DATA FOR REVIEW.
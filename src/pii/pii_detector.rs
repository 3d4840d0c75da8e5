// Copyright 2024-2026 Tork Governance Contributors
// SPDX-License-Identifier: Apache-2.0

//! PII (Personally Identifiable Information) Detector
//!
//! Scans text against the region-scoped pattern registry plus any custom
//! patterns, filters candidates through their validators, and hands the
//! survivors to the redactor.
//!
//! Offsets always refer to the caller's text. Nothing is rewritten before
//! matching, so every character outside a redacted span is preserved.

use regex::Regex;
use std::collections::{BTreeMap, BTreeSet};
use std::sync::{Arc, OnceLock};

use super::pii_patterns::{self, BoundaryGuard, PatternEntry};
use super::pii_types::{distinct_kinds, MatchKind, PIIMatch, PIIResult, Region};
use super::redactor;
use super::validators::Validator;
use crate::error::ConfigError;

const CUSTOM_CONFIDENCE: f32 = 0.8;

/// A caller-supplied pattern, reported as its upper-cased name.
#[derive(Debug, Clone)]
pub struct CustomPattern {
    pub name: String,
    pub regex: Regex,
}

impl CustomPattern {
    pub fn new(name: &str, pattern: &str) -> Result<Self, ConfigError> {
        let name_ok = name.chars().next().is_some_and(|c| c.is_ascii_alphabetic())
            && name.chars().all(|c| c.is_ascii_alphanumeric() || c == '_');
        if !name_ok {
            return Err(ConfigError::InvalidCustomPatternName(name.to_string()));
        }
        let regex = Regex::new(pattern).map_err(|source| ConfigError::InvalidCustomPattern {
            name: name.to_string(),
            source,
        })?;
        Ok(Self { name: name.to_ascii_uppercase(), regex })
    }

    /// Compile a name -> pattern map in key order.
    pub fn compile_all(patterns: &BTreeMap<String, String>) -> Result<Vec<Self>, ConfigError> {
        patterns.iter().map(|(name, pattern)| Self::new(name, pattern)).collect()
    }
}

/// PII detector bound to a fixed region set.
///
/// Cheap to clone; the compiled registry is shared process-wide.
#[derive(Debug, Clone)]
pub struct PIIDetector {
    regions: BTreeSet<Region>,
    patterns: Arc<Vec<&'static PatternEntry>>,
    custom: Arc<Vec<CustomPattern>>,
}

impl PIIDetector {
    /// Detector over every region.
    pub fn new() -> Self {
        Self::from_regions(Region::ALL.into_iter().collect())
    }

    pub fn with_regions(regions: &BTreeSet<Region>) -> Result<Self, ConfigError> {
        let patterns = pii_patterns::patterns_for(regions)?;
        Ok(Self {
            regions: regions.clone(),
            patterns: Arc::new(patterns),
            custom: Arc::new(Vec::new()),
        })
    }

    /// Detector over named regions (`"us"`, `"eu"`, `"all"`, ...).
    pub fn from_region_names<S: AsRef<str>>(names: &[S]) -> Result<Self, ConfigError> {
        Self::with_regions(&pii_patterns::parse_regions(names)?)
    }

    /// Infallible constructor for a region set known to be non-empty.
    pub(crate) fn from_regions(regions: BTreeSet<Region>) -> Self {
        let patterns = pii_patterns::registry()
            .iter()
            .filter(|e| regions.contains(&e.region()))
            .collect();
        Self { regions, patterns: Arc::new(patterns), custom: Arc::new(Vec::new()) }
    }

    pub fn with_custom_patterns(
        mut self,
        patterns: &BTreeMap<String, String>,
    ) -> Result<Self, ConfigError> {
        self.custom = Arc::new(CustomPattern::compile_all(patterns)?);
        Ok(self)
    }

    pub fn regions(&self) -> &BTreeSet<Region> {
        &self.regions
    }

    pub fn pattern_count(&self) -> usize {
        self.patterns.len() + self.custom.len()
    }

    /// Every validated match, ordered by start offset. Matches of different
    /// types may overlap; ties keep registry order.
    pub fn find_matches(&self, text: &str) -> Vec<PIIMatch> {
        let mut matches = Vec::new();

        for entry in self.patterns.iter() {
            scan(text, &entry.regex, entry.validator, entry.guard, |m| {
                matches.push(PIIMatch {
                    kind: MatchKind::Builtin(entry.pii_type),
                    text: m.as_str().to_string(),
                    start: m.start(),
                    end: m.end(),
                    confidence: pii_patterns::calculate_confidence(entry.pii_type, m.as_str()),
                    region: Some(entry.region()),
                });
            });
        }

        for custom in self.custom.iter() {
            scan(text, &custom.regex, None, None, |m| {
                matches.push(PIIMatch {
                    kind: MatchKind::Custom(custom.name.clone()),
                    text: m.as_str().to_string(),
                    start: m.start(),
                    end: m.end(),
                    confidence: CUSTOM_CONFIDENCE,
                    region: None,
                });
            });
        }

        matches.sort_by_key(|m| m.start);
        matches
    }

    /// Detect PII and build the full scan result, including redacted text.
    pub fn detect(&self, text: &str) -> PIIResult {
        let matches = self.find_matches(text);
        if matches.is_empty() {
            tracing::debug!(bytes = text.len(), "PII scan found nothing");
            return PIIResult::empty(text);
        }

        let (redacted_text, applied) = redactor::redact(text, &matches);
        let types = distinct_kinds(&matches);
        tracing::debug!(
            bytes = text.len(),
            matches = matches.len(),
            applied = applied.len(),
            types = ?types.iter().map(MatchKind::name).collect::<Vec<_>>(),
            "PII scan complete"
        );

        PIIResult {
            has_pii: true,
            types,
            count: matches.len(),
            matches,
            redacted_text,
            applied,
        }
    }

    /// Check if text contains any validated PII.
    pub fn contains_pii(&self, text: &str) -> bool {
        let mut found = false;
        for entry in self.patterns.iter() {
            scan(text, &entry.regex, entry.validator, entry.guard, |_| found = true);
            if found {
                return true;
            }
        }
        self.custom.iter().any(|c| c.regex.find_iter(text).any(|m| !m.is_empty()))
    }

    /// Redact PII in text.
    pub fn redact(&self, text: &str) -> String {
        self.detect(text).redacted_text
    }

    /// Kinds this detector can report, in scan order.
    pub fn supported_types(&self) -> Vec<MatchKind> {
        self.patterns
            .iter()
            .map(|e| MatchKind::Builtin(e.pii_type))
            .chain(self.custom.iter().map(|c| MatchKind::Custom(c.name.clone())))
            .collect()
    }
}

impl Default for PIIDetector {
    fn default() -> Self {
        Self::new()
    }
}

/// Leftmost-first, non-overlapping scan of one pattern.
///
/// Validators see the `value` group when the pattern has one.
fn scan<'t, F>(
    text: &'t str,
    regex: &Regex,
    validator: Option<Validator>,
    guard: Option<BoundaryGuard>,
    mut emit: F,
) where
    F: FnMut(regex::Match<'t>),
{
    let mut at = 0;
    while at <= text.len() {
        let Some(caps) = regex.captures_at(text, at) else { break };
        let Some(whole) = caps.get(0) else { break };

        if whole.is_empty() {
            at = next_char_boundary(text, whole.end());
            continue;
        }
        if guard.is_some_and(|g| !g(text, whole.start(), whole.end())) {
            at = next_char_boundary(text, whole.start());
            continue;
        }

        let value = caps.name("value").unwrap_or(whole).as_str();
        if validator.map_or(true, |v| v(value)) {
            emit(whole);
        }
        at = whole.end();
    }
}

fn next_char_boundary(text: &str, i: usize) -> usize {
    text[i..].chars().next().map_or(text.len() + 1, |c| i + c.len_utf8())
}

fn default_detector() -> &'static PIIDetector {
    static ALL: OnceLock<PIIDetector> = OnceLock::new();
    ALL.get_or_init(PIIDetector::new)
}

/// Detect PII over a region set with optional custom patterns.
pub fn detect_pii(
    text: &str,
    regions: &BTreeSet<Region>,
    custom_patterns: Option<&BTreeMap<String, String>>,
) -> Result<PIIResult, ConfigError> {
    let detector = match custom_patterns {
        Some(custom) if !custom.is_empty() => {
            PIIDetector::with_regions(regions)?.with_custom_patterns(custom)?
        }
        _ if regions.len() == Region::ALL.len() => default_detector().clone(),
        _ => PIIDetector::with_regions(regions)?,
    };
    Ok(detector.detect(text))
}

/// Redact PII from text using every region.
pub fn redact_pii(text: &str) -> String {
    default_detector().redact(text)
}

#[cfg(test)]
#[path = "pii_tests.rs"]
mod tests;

WHAT NEEDS TO BE DONE. Return every line from the material that contains the word "PIIMatch".

EXPECTED ANSWER.
use super::pii_types::{distinct_kinds, MatchKind, PIIMatch, PIIResult, Region};
    pub fn find_matches(&self, text: &str) -> Vec<PIIMatch> {
                matches.push(PIIMatch {
                matches.push(PIIMatch {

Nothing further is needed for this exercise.